From the listing below, copy only the lines running from the line that contains "pub mod errors;" to the line that contains "keeps the two", both included.

--- Data provided ---
BEGIN
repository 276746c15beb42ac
//! Project and task management with plan gating

use std::sync::Arc;

use chrono::{DateTime, Utc};
use ticktally_domain::{
    NewProject, NewTask, Project, ProjectPatch, Result, Task, TaskPatch, TickTallyError,
};
use tracing::{info, warn};
use uuid::Uuid;

use super::ports::{ProjectStore, TaskStore};
use crate::billing::plans::PlanProvider;
use crate::events::{Notification, NotificationBus};

pub struct ProjectService {
    projects: Arc<dyn ProjectStore>,
    tasks: Arc<dyn TaskStore>,
    plans: Arc<dyn PlanProvider>,
    bus: NotificationBus,
}

impl ProjectService {
    pub fn new(
        projects: Arc<dyn ProjectStore>,
        tasks: Arc<dyn TaskStore>,
        plans: Arc<dyn PlanProvider>,
        bus: NotificationBus,
    ) -> Self {
        Self { projects, tasks, plans, bus }
    }

    pub async fn list_projects(&self) -> Result<Vec<Project>> {
        self.projects.list().await
    }

    pub async fn get_project(&self, id: Uuid) -> Result<Project> {
        self.projects
            .get(id)
            .await?
            .ok_or_else(|| TickTallyError::NotFound(format!("project {id}")))
    }

    /// Create a project if the owner's current plan allows another one.
    ///
    /// A pending upgrade does not count until it becomes the current tier.
    pub async fn create_project(&self, project: NewProject) -> Result<Project> {
        project.validate()?;

        let plan = self.plans.current_plan().await?;
        let active = self.projects.list().await?.len();
        if !plan.can_create_project(active) {
            let limit = plan.current.max_active_projects().unwrap_or(usize::MAX);
            warn!(plan = %plan.current, active, limit, "Project creation blocked by plan");
            return Err(TickTallyError::PlanLimitReached(format!(
                "the {} plan allows {limit} active projects",
                plan.current
            )));
        }

        let created = self.projects.create(project).await?;
        info!(project_id = %created.id, plan = %plan.current, "Project created");
        Ok(created)
    }

    pub async fn update_project(&self, id: Uuid, patch: ProjectPatch) -> Result<Project> {
        patch.validate()?;
        if patch.is_empty() {
            return self.get_project(id).await;
        }
        self.projects.update(id, patch).await
    }

    pub async fn delete_project(&self, id: Uuid) -> Result<()> {
        self.projects.delete(id).await?;
        info!(project_id = %id, "Project deleted");
        Ok(())
    }

    pub async fn list_tasks(&self, project_id: Uuid) -> Result<Vec<Task>> {
        self.tasks.list_for_project(project_id).await
    }

    pub async fn create_task(&self, task: NewTask) -> Result<Task> {
        task.validate()?;
        // Surface a clear error instead of a foreign-key rejection.
        self.get_project(task.project_id).await?;
        let created = self.tasks.create(task).await?;
        info!(task_id = %created.id, project_id = %created.project_id, "Task created");
        Ok(created)
    }

    /// Explicit edit. Values set here win over anything the timer credited.
    pub async fn update_task(&self, id: Uuid, patch: TaskPatch) -> Result<Task> {
        patch.validate()?;
        self.tasks.update(id, patch).await
    }

    /// Mark a task completed without a timer session.
    pub async fn complete_task(&self, id: Uuid, finished_at: DateTime<Utc>) -> Result<Task> {
        let patch = TaskPatch {
            is_completed: Some(true),
            actual_end_time: Some(finished_at),
            ..Default::default()
        };
        let updated = self.tasks.update(id, patch).await?;
        info!(task_id = %id, elapsed_seconds = updated.elapsed_seconds, "Task completed");
        self.bus.publish(Notification::TaskCompleted {
            task_id: updated.id,
            elapsed_seconds: updated.elapsed_seconds,
        });
        Ok(updated)
    }

    pub async fn delete_task(&self, id: Uuid) -> Result<()> {
        self.tasks.delete(id).await
    }
}
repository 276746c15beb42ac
//! Configuration loading and management
//!
//! This module provides utilities for loading application configuration
//! from environment variables and files.

pub mod loader;

// Re-export commonly used items
pub use loader::{load, load_from_env, load_from_file, probe_config_paths};
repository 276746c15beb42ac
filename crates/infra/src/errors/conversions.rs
//! Conversions from external infrastructure errors into domain errors.

use reqwest::Error as HttpError;
use reqwest::StatusCode;
use rusqlite::Error as SqlError;
use serde_json::Error as JsonError;
use ticktally_domain::TickTallyError;

/// Error newtype that keeps conversions on the infrastructure side and can be
/// converted back into the domain error.
#[derive(Debug)]
pub struct InfraError(pub TickTallyError);

impl From<InfraError> for TickTallyError {
    fn from(value: InfraError) -> Self {
        value.0
    }
}

impl From<TickTallyError> for InfraError {
    fn from(value: TickTallyError) -> Self {
        InfraError(value)
    }
}

trait IntoTickTallyError {
    fn into_ticktally(self) -> TickTallyError;
}

/* -------------------------------------------------------------------------- */
/* rusqlite::Error → TickTallyError */
/* -------------------------------------------------------------------------- */

// SQLite only backs the local timer mirror, so failures are cache errors.
impl IntoTickTallyError for SqlError {
    fn into_ticktally(self) -> TickTallyError {
        use rusqlite::ffi::ErrorCode;
        use rusqlite::Error as RE;

        match self {
            RE::SqliteFailure(err, maybe_message) => {
                let message = maybe_message.unwrap_or_default();
                match err.code {
                    ErrorCode::DatabaseBusy => TickTallyError::Cache("local cache is busy".into()),
                    ErrorCode::DatabaseLocked => {
                        TickTallyError::Cache("local cache is locked".into())
                    }
                    ErrorCode::DiskFull => TickTallyError::Cache("local cache disk is full".into()),
                    ErrorCode::CannotOpen => {
                        TickTallyError::Cache(format!("cannot open local cache: {message}"))
                    }
                    _ => TickTallyError::Cache(format!(
                        "sqlite failure {:?} (code {}): {}",
                        err.code, err.extended_code, message
                    )),
                }
            }
            RE::QueryReturnedNoRows => TickTallyError::NotFound("no rows returned by query".into()),
            RE::FromSqlConversionFailure(_, _, cause) => {
                TickTallyError::Cache(format!("failed to convert sqlite value: {cause}"))
            }
            RE::InvalidColumnType(_, _, ty) => {
                TickTallyError::Cache(format!("invalid column type: {ty}"))
            }
            RE::InvalidPath(path) => TickTallyError::Config(format!(
                "invalid local cache path: {}",
                path.to_string_lossy()
            )),
            other => TickTallyError::Cache(other.to_string()),
        }
    }
}

impl From<SqlError> for InfraError {
    fn from(value: SqlError) -> Self {
        InfraError(value.into_ticktally())
    }
}

/* -------------------------------------------------------------------------- */
/* serde_json::Error → TickTallyError */
/* -------------------------------------------------------------------------- */

impl IntoTickTallyError for JsonError {
    fn into_ticktally(self) -> TickTallyError {
        TickTallyError::Cache(format!("invalid cached JSON: {self}"))
    }
}

impl From<JsonError> for InfraError {
    fn from(value: JsonError) -> Self {
        InfraError(value.into_ticktally())
    }
}

/* -------------------------------------------------------------------------- */
/* reqwest::Error → TickTallyError */
/* -------------------------------------------------------------------------- */

impl IntoTickTallyError for HttpError {
    fn into_ticktally(self) -> TickTallyError {
        if self.is_timeout() {
            return TickTallyError::Network("HTTP request timed out".into());
        }

        #[cfg(not(target_arch = "wasm32"))]
        if self.is_connect() {
            return TickTallyError::Network("HTTP connection failure".into());
        }

        if let Some(status) = self.status() {
            return status_error(status, "");
        }

        if self.is_decode() {
            return TickTallyError::Store(format!("unexpected response body: {self}"));
        }

        TickTallyError::Network(self.to_string())
    }
}

impl From<HttpError> for InfraError {
    fn from(value: HttpError) -> Self {
        InfraError(value.into_ticktally())
    }
}

/// Map a non-success HTTP status to the domain error.
///
/// 404 is `NotFound`, other 4xx are `Store` rejections and everything else
/// (5xx, 429) is treated as a transient `Network` failure.
pub fn status_error(status: StatusCode, detail: &str) -> TickTallyError {
    let code = status.as_u16();
    let mut message = format!("HTTP {} {}", code, status.canonical_reason().unwrap_or("unknown"));
    if !detail.trim().is_empty() {
        message.push_str(": ");
        message.push_str(detail.trim());
    }

    match code {
        404 => TickTallyError::NotFound(message),
        429 => TickTallyError::Network(message),
        400..=499 => TickTallyError::Store(message),
        _ => TickTallyError::Network(message),
    }
}

/* -------------------------------------------------------------------------- */
/* Tests */
/* -------------------------------------------------------------------------- */
//! # TickTally Domain
//!
//! Business domain types for TickTally.
//!
//! This crate contains:
//! - Entity types (Project, Task, TimeEntry, Tag, Plan)
//! - Domain error type and `Result` alias
//! - Configuration structures
//! - Shared constants (event names, timer defaults)
//!
//! ## Architecture
//! - No dependencies on other TickTally crates
//! - Only external dependencies allowed
//! - Pure data structures and validation

pub mod config;
pub mod constants;
pub mod errors;
pub mod macros;
pub mod types;

// Re-export commonly used items
pub use config::*;
pub use errors::*;
pub use types::*;
//! Macro for implementing Display and FromStr for status-like enums
//!
//! Plan tiers and timer states travel as lowercase strings between the
//! hosted store, the local cache and the UI. This macro keeps the two
//! directions of that conversion in one place.
//!
//! # Example
//!
//! ```rust
//! use ticktally_domain::impl_domain_status_conversions;
//!
//! #[derive(Debug, Clone, Copy, PartialEq, Eq)]
//! pub enum Tier {
//!     Free,
//!     Pro,
//! }
//!
//! impl_domain_status_conversions!(Tier {
//!     Free => "free",
//!     Pro => "pro",
//! });
//!
//! assert_eq!(Tier::Pro.to_string(), "pro");
//! assert_eq!("FREE".parse::<Tier>().unwrap(), Tier::Free);
//! ```

/// Implements Display and FromStr traits for status enums
///
/// Parsing is case-insensitive; output is always the literal given in the
/// mapping.
#[macro_export]
macro_rules! impl_domain_status_conversions {
    ($enum_name:ident { $($variant:ident => $str:literal),+ $(,)? }) => {
        impl std::fmt::Display for $enum_name {
            fn fmt(&self, f: &mut std::fmt::Formatter<'_>) -> std::fmt::Result {
                match self {
                    $(Self::$variant => f.write_str($str),)+
                }
            }
        }

        impl std::str::FromStr for $enum_name {
            type Err = String;

            fn from_str(s: &str) -> Result<Self, Self::Err> {
                match s.to_lowercase().as_str() {
                    $($str => Ok(Self::$variant),)+
                    _ => Err(format!("Invalid {}: {}", stringify!($enum_name), s)),
                }
            }
        }
    };
}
END
--- Answer section ---
pub mod errors;
pub mod macros;
pub mod types;

// Re-export commonly used items
pub use config::*;
pub use errors::*;
pub use types::*;
//! Macro for implementing Display and FromStr for status-like enums
//!
//! Plan tiers and timer states travel as lowercase strings between the
//! hosted store, the local cache and the UI. This macro keeps the two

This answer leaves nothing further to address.